Horsepower has been kicked up to 300, making the F-150's 5.4L engine the newest addition to Ford's "300 Club." The heads have been changed to a three-valve design, and the 5.4L now sports an electronic throttle control for smoothness and variable cam timing. Torque numbers have also changed, and the V-8 now makes 80 percent of its torque at 1,000 rpm.
The new F-150 body has also been revamped, with more options than ever. New bodies have better insulation from noise (like the double-thick firewall we mentioned earlier), and feature more creature comforts than their older brethren. The cabs are again offered in Regular, SuperCab, or SuperCrew models, but with the major addition of a standard access door on all regular cabs. Bed options have also changed a little, with a 5 1/2-foot bed added to the 6 1/2-foot and 8-foot options. It has also become 2 inches deeper to accommodate more cubic feet of storage, but this also makes it a farther reach from the side to snatch tools.
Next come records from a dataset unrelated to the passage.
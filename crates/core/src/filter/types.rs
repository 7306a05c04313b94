//! Filter selection types.

use andina_shared::types::DateRange;
use chrono::Months;
use serde::{Deserialize, Serialize};

/// The combination of date range and optional dimension sets that narrows
/// displayed data.
///
/// An empty set for any dimension means "no restriction" on that dimension.
/// Values that do not occur in the dataset simply match nothing.
#[derive(Debug, Clone, PartialEq, Eq, Serialize, Deserialize)]
pub struct FilterSelection {
    /// Inclusive date interval applied to date-bearing tables.
    pub date_range: DateRange,
    /// Allowed product categories.
    pub categories: Vec<String>,
    /// Allowed sales regions.
    pub regions: Vec<String>,
    /// Allowed client segments.
    pub segments: Vec<String>,
    /// Allowed logistics centers.
    pub centers: Vec<String>,
}

impl FilterSelection {
    /// Creates a selection with the given date range and no dimension
    /// restrictions.
    #[must_use]
    pub const fn new(date_range: DateRange) -> Self {
        Self {
            date_range,
            categories: Vec::new(),
            regions: Vec::new(),
            segments: Vec::new(),
            centers: Vec::new(),
        }
    }

    /// Restricts to the given categories.
    #[must_use]
    pub fn with_categories(mut self, categories: impl IntoIterator<Item = impl Into<String>>) -> Self {
        self.categories = categories.into_iter().map(Into::into).collect();
        self
    }

    /// Restricts to the given regions.
    #[must_use]
    pub fn with_regions(mut self, regions: impl IntoIterator<Item = impl Into<String>>) -> Self {
        self.regions = regions.into_iter().map(Into::into).collect();
        self
    }

    /// Restricts to the given segments.
    #[must_use]
    pub fn with_segments(mut self, segments: impl IntoIterator<Item = impl Into<String>>) -> Self {
        self.segments = segments.into_iter().map(Into::into).collect();
        self
    }

    /// Restricts to the given logistics centers.
    #[must_use]
    pub fn with_centers(mut self, centers: impl IntoIterator<Item = impl Into<String>>) -> Self {
        self.centers = centers.into_iter().map(Into::into).collect();
        self
    }

    /// The "clear filters" reset: all four dimension sets become empty, the
    /// date range stays untouched.
    #[must_use]
    pub fn cleared(&self) -> Self {
        Self::new(self.date_range)
    }

    /// Returns true if no dimension restriction is set.
    #[must_use]
    pub fn is_unrestricted(&self) -> bool {
        self.categories.is_empty()
            && self.regions.is_empty()
            && self.segments.is_empty()
            && self.centers.is_empty()
    }
}

/// Quick-access date range presets, resolved against the dataset bounds.
#[derive(Debug, Clone, Copy, PartialEq, Eq, Serialize, Deserialize)]
#[serde(rename_all = "snake_case")]
pub enum QuickRange {
    /// The full dataset range.
    All,
    /// Twelve months back from the latest sale.
    LastYear,
    /// Six months back from the latest sale.
    LastSixMonths,
    /// Three months back from the latest sale.
    LastThreeMonths,
    /// One month back from the latest sale.
    LastMonth,
}

impl QuickRange {
    /// Resolves the preset to a concrete range within `bounds`.
    ///
    /// The start is clamped so it never precedes the earliest sale.
    #[must_use]
    pub fn resolve(self, bounds: DateRange) -> DateRange {
        let months = match self {
            Self::All => return bounds,
            Self::LastYear => 12,
            Self::LastSixMonths => 6,
            Self::LastThreeMonths => 3,
            Self::LastMonth => 1,
        };
        let start = bounds
            .end
            .checked_sub_months(Months::new(months))
            .unwrap_or(bounds.start)
            .max(bounds.start);
        DateRange::new(start, bounds.end)
    }
}
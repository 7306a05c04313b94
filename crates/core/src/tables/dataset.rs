//! The immutable in-memory dataset.

use andina_shared::types::DateRange;
use serde::{Deserialize, Serialize};

use super::types::{
    ClientRecord, ImportRecord, InventoryRecord, ProductRecord, ReceivableRecord, SaleRecord,
};

/// All six tables, loaded once at startup.
///
/// The dataset is process-wide read-only state. A reload replaces the whole
/// value; nothing ever patches individual rows in place.
#[derive(Debug, Clone, Default, Serialize, Deserialize)]
pub struct Dataset {
    /// Sales transactions.
    pub sales: Vec<SaleRecord>,
    /// Client master data.
    pub clients: Vec<ClientRecord>,
    /// Inventory snapshots.
    pub inventory: Vec<InventoryRecord>,
    /// Open receivables.
    pub receivables: Vec<ReceivableRecord>,
    /// Product catalog.
    pub products: Vec<ProductRecord>,
    /// Import purchase orders.
    pub imports: Vec<ImportRecord>,
}

/// Per-table row counts, logged at startup.
#[derive(Debug, Clone, Copy, PartialEq, Eq, Serialize, Deserialize)]
pub struct DatasetSummary {
    /// Number of sales rows.
    pub sales: usize,
    /// Number of client rows.
    pub clients: usize,
    /// Number of inventory rows.
    pub inventory: usize,
    /// Number of receivable rows.
    pub receivables: usize,
    /// Number of product rows.
    pub products: usize,
    /// Number of import rows.
    pub imports: usize,
}

impl Dataset {
    /// Earliest and latest sale dates, the default date-picker bounds.
    ///
    /// `None` when the sales table is empty.
    #[must_use]
    pub fn date_bounds(&self) -> Option<DateRange> {
        let start = self.sales.iter().map(|s| s.date).min()?;
        let end = self.sales.iter().map(|s| s.date).max()?;
        Some(DateRange::new(start, end))
    }

    /// Sorted distinct product categories present in sales.
    #[must_use]
    pub fn categories(&self) -> Vec<String> {
        Self::distinct(self.sales.iter().map(|s| s.category.as_str()))
    }

    /// Sorted distinct sales regions.
    #[must_use]
    pub fn regions(&self) -> Vec<String> {
        Self::distinct(self.sales.iter().map(|s| s.region.as_str()))
    }

    /// Sorted distinct client segments present in sales.
    #[must_use]
    pub fn segments(&self) -> Vec<String> {
        Self::distinct(self.sales.iter().map(|s| s.segment.as_str()))
    }

    /// Sorted distinct logistics centers present in inventory.
    #[must_use]
    pub fn centers(&self) -> Vec<String> {
        Self::distinct(self.inventory.iter().map(|i| i.center.as_str()))
    }

    /// Number of clients with an active account.
    #[must_use]
    pub fn active_clients(&self) -> usize {
        self.clients.iter().filter(|c| c.is_active()).count()
    }

    /// Per-table row counts.
    #[must_use]
    pub fn summary(&self) -> DatasetSummary {
        DatasetSummary {
            sales: self.sales.len(),
            clients: self.clients.len(),
            inventory: self.inventory.len(),
            receivables: self.receivables.len(),
            products: self.products.len(),
            imports: self.imports.len(),
        }
    }

    fn distinct<'a>(values: impl Iterator<Item = &'a str>) -> Vec<String> {
        let mut out: Vec<String> = values.map(str::to_string).collect();
        out.sort();
        out.dedup();
        out
    }
}
//! Shared types, errors, and configuration for the Andina dashboard backend.
//!
//! This crate provides common types used across all other crates:
//! - Inclusive date ranges for filter selections
//! - Typed IDs for type-safe entity references
//! - Application-wide error types
//! - Configuration management

pub mod config;
pub mod error;
pub mod types;

pub use config::{AppConfig, DataConfig};
pub use error::{AppError, AppResult};
use crate::handle::{RunnerHandle, RunnerKind};
use std::time::Duration;
use thiserror::Error;

#[derive(Error, Debug)]
pub enum RunnerError {
    /// The backend refused the command outright. Never retried.
    #[error("Submission rejected: {0}")]
    Submission(String),

    #[error("Backend unavailable: {0}")]
    Unavailable(String),

    #[error("Runner call timed out after {0:?}")]
    Timeout(Duration),

    #[error("Handle {handle} does not belong to a {expected} runner")]
    ForeignHandle {
        handle: RunnerHandle,
        expected: RunnerKind,
    },

    #[error("IO error: {0}")]
    Io(#[from] std::io::Error),

    #[error("JSON error: {0}")]
    Json(#[from] serde_json::Error),

    #[error("HTTP error: {0}")]
    Http(String),
}

impl RunnerError {
    /// Transient errors leave the job untouched and are retried later.
    pub fn is_transient(&self) -> bool {
        !matches!(
            self,
            RunnerError::Submission(_) | RunnerError::ForeignHandle { .. }
        )
    }

    pub fn foreign(handle: &RunnerHandle, expected: RunnerKind) -> Self {
        RunnerError::ForeignHandle {
            handle: handle.clone(),
            expected,
        }
    }
}

#[derive(Error, Debug)]
pub enum ConfigError {
    #[error("Configuration error: {0}")]
    Invalid(String),

    #[error("IO error: {0}")]
    Io(#[from] std::io::Error),

    #[error("YAML error: {0}")]
    Yaml(#[from] serde_yaml::Error),
}
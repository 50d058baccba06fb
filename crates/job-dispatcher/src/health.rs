//! Runner health checks: push a small test command through a runner's
//! submit/start/check_status cycle and report how it came back.

use chrono::{DateTime, Utc};
use futures::future::join_all;
use runner_core::{Command, JobStatus, Runner, RunnerError, RunnerHandle};
use std::fmt;
use std::future::Future;
use std::path::Path;
use std::sync::Arc;
use std::time::Duration;
use tokio::time::Instant;
use tracing::{debug, info, warn};

#[derive(Debug, Clone, Copy, PartialEq, Eq)]
pub enum HealthState {
    Ok,
    Failed,
    Timeout,
    Interrupted,
}

impl fmt::Display for HealthState {
    fn fmt(&self, f: &mut fmt::Formatter<'_>) -> fmt::Result {
        match self {
            HealthState::Ok => write!(f, "ok"),
            HealthState::Failed => write!(f, "failed"),
            HealthState::Timeout => write!(f, "timeout"),
            HealthState::Interrupted => write!(f, "interrupted"),
        }
    }
}

#[derive(Debug, Clone, PartialEq)]
pub struct HealthReport {
    pub runner: String,
    pub state: HealthState,
    pub message: String,
    pub checked_at: DateTime<Utc>,
}

impl HealthReport {
    pub fn is_ok(&self) -> bool {
        self.state == HealthState::Ok
    }
}

/// A test command and how long it may take to complete.
#[derive(Debug, Clone)]
pub struct HealthCheck {
    command: Command,
    timeout: Duration,
    poll_interval: Duration,
}

impl HealthCheck {
    pub fn new(command: Command, timeout: Duration) -> Self {
        Self {
            command,
            timeout,
            poll_interval: Duration::from_millis(200),
        }
    }

    pub fn with_poll_interval(mut self, poll_interval: Duration) -> Self {
        self.poll_interval = poll_interval;
        self
    }

    pub fn command(&self) -> &Command {
        &self.command
    }

    /// Run the test command on `runner` with `work_dir` as its job directory.
    pub async fn run(&self, runner: &dyn Runner, work_dir: &Path) -> HealthReport {
        let (state, message) = self.exercise(runner, work_dir).await;
        match state {
            HealthState::Ok => info!("Runner {} healthy", runner.name()),
            _ => warn!("Runner {} health check {}: {}", runner.name(), state, message),
        }
        HealthReport {
            runner: runner.name().to_string(),
            state,
            message,
            checked_at: Utc::now(),
        }
    }

    async fn exercise(&self, runner: &dyn Runner, work_dir: &Path) -> (HealthState, String) {
        let deadline = Instant::now() + self.timeout;

        let handle = match until(deadline, self.timeout, runner.submit(&self.command, work_dir)).await {
            Ok(handle) => handle,
            Err(e) => return failure(e),
        };
        if let Err(e) = until(deadline, self.timeout, runner.start(&handle)).await {
            self.abandon(runner, &handle).await;
            return failure(e);
        }

        loop {
            match until(deadline, self.timeout, runner.check_status(&handle)).await {
                Ok(JobStatus::Completed) => return (HealthState::Ok, String::new()),
                Ok(JobStatus::Failed | JobStatus::Error | JobStatus::Rejected) => {
                    return (HealthState::Failed, "completed unsuccessfully".into())
                }
                Ok(JobStatus::Interrupted | JobStatus::Deleted) => {
                    return (
                        HealthState::Interrupted,
                        "removed from the scheduling system".into(),
                    )
                }
                Ok(JobStatus::Unknown) => {
                    return (HealthState::Failed, "runner lost track of the test job".into())
                }
                Ok(status) => debug!("Health check on {}: {}", runner.name(), status),
                Err(RunnerError::Timeout(_)) => break,
                Err(e) => {
                    self.abandon(runner, &handle).await;
                    return failure(e);
                }
            }
            if Instant::now() + self.poll_interval >= deadline {
                break;
            }
            tokio::time::sleep(self.poll_interval).await;
        }

        self.abandon(runner, &handle).await;
        (HealthState::Timeout, "timeout".into())
    }

    /// Best-effort cancel of a test job that will not be watched any more.
    async fn abandon(&self, runner: &dyn Runner, handle: &RunnerHandle) {
        match tokio::time::timeout(self.timeout, runner.cancel(handle)).await {
            Ok(Ok(())) => {}
            Ok(Err(e)) => warn!("Could not cancel health check job {}: {}", handle, e),
            Err(_) => warn!("Cancelling health check job {} timed out", handle),
        }
    }
}

fn failure(e: RunnerError) -> (HealthState, String) {
    match e {
        RunnerError::Timeout(_) => (HealthState::Timeout, "timeout".into()),
        other => (HealthState::Failed, other.to_string()),
    }
}

async fn until<T>(
    deadline: Instant,
    limit: Duration,
    call: impl Future<Output = Result<T, RunnerError>>,
) -> Result<T, RunnerError> {
    tokio::time::timeout_at(deadline, call)
        .await
        .unwrap_or(Err(RunnerError::Timeout(limit)))
}

/// Check every runner concurrently, each in its own fresh directory under
/// `scratch`. Reports come back in input order.
pub async fn check_all(
    checks: &[(Arc<dyn Runner>, HealthCheck)],
    scratch: &Path,
) -> Vec<HealthReport> {
    let runs = checks.iter().map(|(runner, check)| async move {
        let work_dir = scratch.join(runner.name());
        if let Err(e) = reset_dir(&work_dir).await {
            return HealthReport {
                runner: runner.name().to_string(),
                state: HealthState::Failed,
                message: format!("cannot prepare {}: {}", work_dir.display(), e),
                checked_at: Utc::now(),
            };
        }
        check.run(runner.as_ref(), &work_dir).await
    });
    join_all(runs).await
}

async fn reset_dir(dir: &Path) -> std::io::Result<()> {
    match tokio::fs::remove_dir_all(dir).await {
        Ok(()) => {}
        Err(e) if e.kind() == std::io::ErrorKind::NotFound => {}
        Err(e) => return Err(e),
    }
    tokio::fs::create_dir_all(dir).await
}
use serde::{Deserialize, Serialize};
use std::fmt;
use std::path::PathBuf;

/// Backend kinds a runner can be.
#[derive(Debug, Clone, Copy, Serialize, Deserialize, PartialEq, Eq, Hash)]
#[serde(rename_all = "snake_case")]
pub enum RunnerKind {
    Local,
    Cluster,
    Remote,
}

impl fmt::Display for RunnerKind {
    fn fmt(&self, f: &mut fmt::Formatter<'_>) -> fmt::Result {
        match self {
            RunnerKind::Local => write!(f, "local"),
            RunnerKind::Cluster => write!(f, "cluster"),
            RunnerKind::Remote => write!(f, "remote"),
        }
    }
}

/// Reference to a unit of work as known by the runner that created it.
///
/// The dispatcher stores handles and passes them back untouched; only the
/// owning runner looks inside.
#[derive(Debug, Clone, Serialize, Deserialize, PartialEq, Eq, Hash)]
#[serde(tag = "kind", rename_all = "snake_case")]
pub enum RunnerHandle {
    /// `seq` is unique per runner instance; `pid` is informational since the
    /// OS may hand it to a later process.
    Local { seq: u64, pid: u32 },
    Cluster { job_id: String, work_dir: PathBuf },
    Remote { job_id: String },
}

impl RunnerHandle {
    pub fn kind(&self) -> RunnerKind {
        match self {
            RunnerHandle::Local { .. } => RunnerKind::Local,
            RunnerHandle::Cluster { .. } => RunnerKind::Cluster,
            RunnerHandle::Remote { .. } => RunnerKind::Remote,
        }
    }
}

impl fmt::Display for RunnerHandle {
    fn fmt(&self, f: &mut fmt::Formatter<'_>) -> fmt::Result {
        match self {
            RunnerHandle::Local { pid, .. } => write!(f, "local:{}", pid),
            RunnerHandle::Cluster { job_id, .. } => write!(f, "cluster:{}", job_id),
            RunnerHandle::Remote { job_id } => write!(f, "remote:{}", job_id),
        }
    }
}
The interior has been quite nicely updated with large, robust seats that offer excellent levels of comfort. A new flow-through console is available with a floor shifter as an option, and a manual-shift lever for the transfer case has also come back as an option (not with the flow-through console option though).
Hundreds of other improvements to design, ergonomics, safety, performance, and capabilities have been made, such as improved crumple zones on the framerails, but hopefully, if everything goes right, you'll never even know. By the time your read this, '04 F-150s should be available at your dealership. Go try one out and let us know what you think.